PTX is the first line chemotherapeutic agent which acts by disrupting normal microtubule breakdown during the cell division (Markman & Mekhail, 2002). The major problem with the drug is its poor solubility in water (Narvekar et al., 2014). Thus, it is currently used as Taxol (a mixture of cremophor and absolute ethanol), but due to a high proportion of cremophor along with nonspecific bio-distribution (both in normal and tumor cells), it showed some serious side effects like hypersensitivity and neuro-sensitivity. Moreover, the resistance to PTX is observed in more than 70% of the patients. Therefore, it is worthy to develop alternate delivery systems for PTX which would increase its availability and maximize the therapeutic value (Anon, 1993).

MATERIALS AND METHODS:

Paclitaxel was obtained as a free sample from Shouguang Fukang Pharmacy Factory (Shandong, China). PAMAM dendrimers were purchased from Dendritic Nanotechnologies Inc. (MI, USA). All other chemicals used were purchased from MERCK (Germany). All other materials and chemicals were of analytical or reagent grade.

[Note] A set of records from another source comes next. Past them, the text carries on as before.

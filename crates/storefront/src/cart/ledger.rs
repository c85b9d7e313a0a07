//! Line-Item Ledger: the lines of one cart.
//!
//! A cart holds at most one line per `(product, variant key)`. Adding an item
//! that already has a line increments it in one atomic storage step, so two
//! concurrent "add to cart" clicks always sum instead of overwriting each
//! other. Every operation is scoped to a cart: a line item id from another
//! cart is indistinguishable from a missing one.

use std::sync::Arc;

use tracing::instrument;

use cartwright_core::{CartId, LineItemId, ProductId, Quantity, VariantId, VariantKey};

use super::catalog::Catalog;
use super::error::{CartError, Result};
use super::store::CartTransaction;
use crate::models::LineItem;

/// An add request that passed [`Ledger::check_add`].
#[derive(Debug, Clone, Copy, PartialEq, Eq)]
pub struct CheckedAdd {
    pub product_id: ProductId,
    pub variant: VariantKey,
    pub delta: Quantity,
}

/// Validated writes to cart lines.
#[derive(Clone)]
pub struct Ledger {
    catalog: Arc<dyn Catalog>,
}

impl Ledger {
    /// Create a ledger that validates products against `catalog`.
    #[must_use]
    pub fn new(catalog: Arc<dyn Catalog>) -> Self {
        Self { catalog }
    }

    /// Check an add request against the catalog.
    ///
    /// Call this before opening a storage transaction: catalog lookups take
    /// their own pooled connection.
    ///
    /// # Errors
    ///
    /// Returns `CartError::Validation` if the delta is not positive, the
    /// product does not exist, or the variant does not belong to the product.
    #[instrument(skip(self))]
    pub async fn check_add(
        &self,
        product_id: ProductId,
        variant_id: Option<VariantId>,
        delta: i64,
    ) -> Result<CheckedAdd> {
        let delta = Quantity::new(delta)?;
        let variant = VariantKey::try_from(variant_id)?;
        self.validate_product(product_id, variant).await?;

        Ok(CheckedAdd {
            product_id,
            variant,
            delta,
        })
    }

    /// Add a checked item to a cart.
    ///
    /// # Errors
    ///
    /// Returns `CartError::Validation` if the line would exceed
    /// [`Quantity::MAX`], and propagates storage errors.
    pub async fn apply_add(
        &self,
        tx: &mut dyn CartTransaction,
        cart_id: CartId,
        add: &CheckedAdd,
    ) -> Result<LineItem> {
        tx.upsert_line_item(cart_id, add.product_id, add.variant, add.delta)
            .await
    }

    /// Fold a line from another cart into `cart_id`.
    ///
    /// `existing` is the quantity of the matching line already in `cart_id`.
    /// The folded amount is capped so the line stops at [`Quantity::MAX`];
    /// a line that is already full is left alone and `None` is returned.
    /// The catalog is not consulted: the line was checked when first added.
    ///
    /// # Errors
    ///
    /// Propagates storage errors.
    pub async fn fold(
        &self,
        tx: &mut dyn CartTransaction,
        cart_id: CartId,
        item: &LineItem,
        existing: Option<Quantity>,
    ) -> Result<Option<LineItem>> {
        let delta = match existing {
            None => item.quantity,
            Some(current) => match current.headroom() {
                Some(room) => room.min(item.quantity),
                None => return Ok(None),
            },
        };

        tx.upsert_line_item(cart_id, item.product_id, item.variant, delta)
            .await
            .map(Some)
    }

    /// Overwrite the quantity of a line. Zero removes the line.
    ///
    /// Returns the updated line, or `None` if it was removed.
    ///
    /// # Errors
    ///
    /// Returns `CartError::Validation` for negative quantities and
    /// `CartError::NotFound` if the line is not in this cart.
    #[instrument(skip(self, tx))]
    pub async fn set_quantity(
        &self,
        tx: &mut dyn CartTransaction,
        cart_id: CartId,
        line_item_id: LineItemId,
        quantity: i64,
    ) -> Result<Option<LineItem>> {
        if quantity < 0 {
            return Err(CartError::Validation(format!(
                "quantity cannot be negative (got {quantity})"
            )));
        }
        if quantity == 0 {
            self.remove(tx, cart_id, line_item_id).await?;
            return Ok(None);
        }

        let quantity = Quantity::new(quantity)?;
        tx.update_line_item(cart_id, line_item_id, quantity)
            .await?
            .map(Some)
            .ok_or_else(|| line_not_found(cart_id, line_item_id))
    }

    /// Delete a line.
    ///
    /// # Errors
    ///
    /// Returns `CartError::NotFound` if the line is not in this cart.
    #[instrument(skip(self, tx))]
    pub async fn remove(
        &self,
        tx: &mut dyn CartTransaction,
        cart_id: CartId,
        line_item_id: LineItemId,
    ) -> Result<()> {
        if tx.delete_line_item(cart_id, line_item_id).await? {
            Ok(())
        } else {
            Err(line_not_found(cart_id, line_item_id))
        }
    }

    async fn validate_product(&self, product_id: ProductId, variant: VariantKey) -> Result<()> {
        if !self.catalog.product_exists(product_id).await? {
            return Err(CartError::Validation(format!(
                "product {product_id} does not exist"
            )));
        }

        if let Some(variant_id) = variant.variant()
            && !self
                .catalog
                .variant_belongs_to_product(variant_id, product_id)
                .await?
        {
            return Err(CartError::Validation(format!(
                "variant {variant_id} does not belong to product {product_id}"
            )));
        }

        Ok(())
    }
}

fn line_not_found(cart_id: CartId, line_item_id: LineItemId) -> CartError {
    CartError::NotFound(format!("line item {line_item_id} is not in cart {cart_id}"))
}
//! Cart domain types.
//!
//! These types represent validated domain objects separate from database row types.

use chrono::{DateTime, Utc};

use cartwright_core::{CartId, CartOwner, LineItemId, ProductId, Quantity, VariantId, VariantKey};

/// A shopping cart (domain type).
///
/// At most one live cart exists per owner. Anonymous carts are retired when
/// they are merged into an authenticated cart.
#[derive(Debug, Clone, PartialEq, Eq)]
pub struct Cart {
    /// Unique cart ID.
    pub id: CartId,
    /// Who the cart belongs to.
    pub owner: CartOwner,
    /// When the cart was created.
    pub created_at: DateTime<Utc>,
}

/// One product/variant entry in a cart (domain type).
#[derive(Debug, Clone, PartialEq, Eq)]
pub struct LineItem {
    /// Unique line item ID.
    pub id: LineItemId,
    /// Cart this line belongs to.
    pub cart_id: CartId,
    /// Catalog product.
    pub product_id: ProductId,
    /// Normalized variant ("no variant" is a value).
    pub variant: VariantKey,
    /// Always at least one; a line driven to zero is deleted.
    pub quantity: Quantity,
    /// When the line was first added.
    pub created_at: DateTime<Utc>,
    /// When the quantity last changed.
    pub updated_at: DateTime<Utc>,
}

impl LineItem {
    /// The catalog variant, if the line has one.
    #[must_use]
    pub const fn variant_id(&self) -> Option<VariantId> {
        self.variant.variant()
    }
}

/// Sum of quantities across lines.
#[must_use]
pub fn total_quantity(items: &[LineItem]) -> u64 {
    items.iter().map(|item| u64::from(item.quantity.get())).sum()
}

Preparation of biotinylated PAMAM dendrimer. The method used for the preparation of Biotin-conjugated PAMAM G4 NH2 dendrimers was as follows. Briefly, 1.0 ml of PAMAM G4 Dendrimer (i.e. 10 mg in 2 ml of 0.1 M phosphate buffer, pH 9.0) was added to sulfo-NHS-LC- Biotin (1:30 molar ratio) and stirred for 2 h at room temperature. The resulting mixture was then dialyzed (1 000 Da molecular weight cut off) for 24 h using 10% MES buffer (to prevent bursting of the dialysis bag) in deionized water to remove the unconjugated fraction of biotin. This mixture was finally lyophilized to obtain powder (Mamede et al., 2003).

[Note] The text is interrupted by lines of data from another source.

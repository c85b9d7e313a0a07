//! Core types for Cartwright.
//!
//! This module provides type-safe wrappers for the cart domain.

pub mod id;
pub mod line;
pub mod owner;

pub use id::*;
pub use line::{LineValueError, Quantity, VariantKey};
pub use owner::{AnonymousSessionId, CartOwner, SessionIdError};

Experimental design. The statistical experimental design was applied to optimize the concentration of biotinylated PAMAM and PTX using 32 full factorial designs (Marek et al., 1997). The selected independent variables were the concentration of PTX (A, mg) and the concentration of biotinylated PAMAM dendrimer (B, mg) which were applied at three levels (–1, 0, +1). The Drug Loading (DL) (Y1 %) and Drug Release (DR) (Y2%) were selected as the dependent factors. The statistical experimental data were analyzed using the Design-Expert® Software. Table 1 shows the experimental design with 2 independent variables (A, B) at 3 different levels (–1, 0, +1). The contour plots were constructed to study the effects of the independent variables on the dependent variables.

Preparation of biotinylated dendrimer-PTX complexes. he batches were prepared by dissolving the required amount of biotinylated PAMAM G4 dendrimer with –NH2 surface groups plus their unconjugated native counterparts in up to 5 ml distilled water and by dissolving PTX in approximately 10–12 ml of deionized water. After complete dissolution of the drug, the dendrimer solution was added drop-wise to the drug solution with continuous stirring. The whole reaction was carried out in round-bottomed flask (RBF) at room temperature and left for completion of reaction for 2 days. Then, it was dialyzed overnight. The resulting complex was lyophilized to obtain a white product. Subsequently, the prepared drug-dendrimer complex was evaluated for drug loading efficiency, encapsulation efficiency, and for its size and stability (Yellepeddi et al., 2013; Yellepeddi et al., 2009).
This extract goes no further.